-- Exercise goal --
Find the lines of the listing that contain the string "AppState", and return them.

-- Exercise materials --
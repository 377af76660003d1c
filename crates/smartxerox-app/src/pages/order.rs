// SPDX-License-Identifier: PMPL-1.0-or-later
// Copyright (c) 2026 Jonathan D.A. Jewell (hyperpolymath) <jonathan.jewell@open.ac.uk>
//
// New order page: pick files, choose the service, see the price, place the
// order. Placing it opens the shop's chat with the order summary.

use dioxus::prelude::*;

use smartxerox_core::{OrderDraft, Outcome, Page, PricingTable, ServiceKind, Sides, format_amount};

use crate::Route;
use crate::guard_page;
use crate::services::app_services::AppServices;
use crate::state::{AppState, Notice};

#[component]
pub fn NewOrder() -> Element {
    let allowed = guard_page(Page::Order);
    let mut state = use_context::<Signal<AppState>>();
    let svc = use_context::<AppServices>();

    let mut kind = use_signal(|| ServiceKind::XeroxBw);
    let mut sides = use_signal(|| Sides::Single);
    let mut files = use_signal(Vec::<String>::new);
    let mut pages = use_signal(|| 1u32);
    let mut copies = use_signal(|| 1u32);
    let mut instructions = use_signal(String::new);
    let mut pay_advance = use_signal(|| true);
    let mut placing = use_signal(|| false);

    if !allowed {
        return rsx! {};
    }

    let quote = PricingTable::standard().quote(*kind.read(), *sides.read(), *pages.read(), *copies.read());
    let total = format_amount(quote.total);
    let advance = format_amount(quote.advance);
    let unit = format_amount(quote.unit_price);
    let ready = !files.read().is_empty() && *pages.read() > 0 && !*placing.read();

    rsx! {
        div {
            h1 { "New Order" }

            section { style: "margin: 16px 0;",
                h3 { "1. Files" }
                if files.read().is_empty() {
                    p { style: "color: #888;", "No files selected." }
                } else {
                    ul { style: "margin: 4px 0; padding-left: 20px;",
                        for name in files.read().iter() {
                            li { key: "{name}", "{name}" }
                        }
                    }
                }
                div { style: "display: flex; gap: 8px;",
                    button {
                        style: "padding: 10px 20px; border-radius: 8px; border: 1px solid #0d47a1; color: #0d47a1; background: white; font-size: 15px;",
                        onclick: move |_| {
                            #[cfg(not(any(target_os = "ios", target_os = "android")))]
                            {
                                if let Some(paths) = rfd::FileDialog::new()
                                    .add_filter("Documents", &["pdf", "doc", "docx", "jpg", "jpeg", "png", "ppt", "pptx"])
                                    .pick_files()
                                {
                                    let mut picked = files.write();
                                    for path in paths {
                                        let name = path
                                            .file_name()
                                            .map(|n| n.to_string_lossy().to_string())
                                            .unwrap_or_else(|| "unknown".into());
                                        if !picked.contains(&name) {
                                            picked.push(name);
                                        }
                                    }
                                    tracing::info!(count = picked.len(), "files selected");
                                }
                            }
                            #[cfg(any(target_os = "ios", target_os = "android"))]
                            {
                                state.write().notice = Some(Notice::warning("File picker is not available on this device."));
                            }
                        },
                        "Add Files"
                    }
                    if !files.read().is_empty() {
                        button {
                            style: "padding: 10px 16px; border-radius: 8px; border: 1px solid #ccc; background: white; font-size: 15px;",
                            onclick: move |_| files.write().clear(),
                            "Clear"
                        }
                    }
                }
            }

            section { style: "margin: 16px 0;",
                h3 { "2. Service" }
                div { style: "display: grid; grid-template-columns: 1fr 1fr; gap: 8px; align-items: center;",
                    label { "Service:" }
                    select {
                        style: "padding: 6px; border: 1px solid #ccc; border-radius: 4px;",
                        value: kind.read().id(),
                        onchange: move |evt| {
                            if let Some(k) = ServiceKind::from_id(&evt.value()) {
                                kind.set(k);
                            }
                        },
                        for k in ServiceKind::ALL {
                            option { value: k.id(), "{k.label()}" }
                        }
                    }

                    label { "Sides:" }
                    select {
                        style: "padding: 6px; border: 1px solid #ccc; border-radius: 4px;",
                        onchange: move |evt| {
                            sides.set(if evt.value() == "double" { Sides::Double } else { Sides::Single });
                        },
                        option { value: "single", selected: *sides.read() == Sides::Single, "Single-sided" }
                        option { value: "double", selected: *sides.read() == Sides::Double, "Double-sided" }
                    }

                    label { "Pages per copy:" }
                    input {
                        r#type: "number",
                        min: "1",
                        value: "{pages}",
                        style: "padding: 6px; border: 1px solid #ccc; border-radius: 4px;",
                        onchange: move |evt| {
                            if let Ok(n) = evt.value().parse::<u32>() {
                                pages.set(n.clamp(1, 5000));
                            }
                        },
                    }

                    label { "Copies:" }
                    input {
                        r#type: "number",
                        min: "1",
                        value: "{copies}",
                        style: "padding: 6px; border: 1px solid #ccc; border-radius: 4px;",
                        onchange: move |evt| {
                            if let Ok(n) = evt.value().parse::<u32>() {
                                copies.set(n.clamp(1, 500));
                            }
                        },
                    }
                }

                textarea {
                    placeholder: "Instructions for the shop (binding, stapling, ...)",
                    value: "{instructions}",
                    style: "width: 100%; margin-top: 12px; padding: 8px; min-height: 60px; border: 1px solid #ccc; border-radius: 4px; box-sizing: border-box;",
                    oninput: move |evt| instructions.set(evt.value()),
                }
            }

            section { style: "margin: 16px 0; padding: 16px; border-radius: 12px; background: white; border: 1px solid #e0e0e0;",
                h3 { style: "margin-top: 0;", "3. Price" }
                p { style: "margin: 4px 0; color: #666;", "\u{20B9}{unit} per page x {pages} pages x {copies}" }
                p { style: "margin: 4px 0; font-size: 20px; font-weight: bold;", "Total: \u{20B9}{total}" }
                label { style: "display: flex; gap: 8px; align-items: center; margin-top: 8px;",
                    input {
                        r#type: "checkbox",
                        checked: *pay_advance.read(),
                        onchange: move |evt| pay_advance.set(evt.checked()),
                    }
                    "Pay 50% advance now (\u{20B9}{advance})"
                }
            }

            button {
                style: "width: 100%; padding: 16px; border-radius: 12px; border: none; background: #0d47a1; color: white; font-size: 18px; font-weight: bold;",
                disabled: !ready,
                onclick: {
                    let svc = svc.clone();
                    move |_| {
                        let draft = OrderDraft {
                            kind: *kind.read(),
                            sides: *sides.read(),
                            file_names: files.read().clone(),
                            pages: *pages.read(),
                            copies: *copies.read(),
                            instructions: Some(instructions.read().clone()),
                            pay_advance: *pay_advance.read(),
                        };
                        let svc = svc.clone();
                        placing.set(true);
                        spawn(async move {
                            let result = svc.place_order(draft).await;
                            placing.set(false);
                            match result {
                                Ok(receipt) => {
                                    let notice = match receipt.delivery {
                                        Outcome::Failure(ref reason) => {
                                            tracing::warn!(%reason, "order write did not leave the device");
                                            Notice::warning("Order saved, but the shop could not be reached. Send the chat message so they receive it.")
                                        }
                                        _ => Notice::success("Order placed! Opening chat to confirm with the shop."),
                                    };
                                    state.write().notice = Some(notice);
                                    navigator().push(Route::Dashboard {});
                                }
                                Err(e) => {
                                    tracing::error!(error = %e, "order not placed");
                                    state.write().notice = Some(Notice::from_error(&e));
                                }
                            }
                        });
                    }
                },
                if *placing.read() { "Placing order..." } else { "Place Order" }
            }
        }
    }
}
// SPDX-License-Identifier: PMPL-1.0-or-later
// Copyright (c) 2026 Jonathan D.A. Jewell (hyperpolymath) <jonathan.jewell@open.ac.uk>
//
// Smart Xerox: platform bridge abstractions.
//
// The ordering flow needs two things from the host: open an external link
// (the chat hand-off) and save a generated file where the customer can find it
// (the invoice download). Everything else stays in portable Rust.

pub mod traits;

#[cfg(not(any(target_os = "ios", target_os = "android")))]
pub mod desktop;

#[cfg(any(target_os = "ios", target_os = "android"))]
pub mod stub;

/// Bridge implementation for the target operating system.
pub fn platform_bridge() -> Box<dyn traits::PlatformBridge> {
    #[cfg(not(any(target_os = "ios", target_os = "android")))]
    {
        Box::new(desktop::DesktopBridge::new())
    }
    #[cfg(any(target_os = "ios", target_os = "android"))]
    {
        Box::new(stub::StubBridge)
    }
}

-- Answer section --
use crate::state::{AppState, Notice};
    let mut state = use_context::<Signal<AppState>>();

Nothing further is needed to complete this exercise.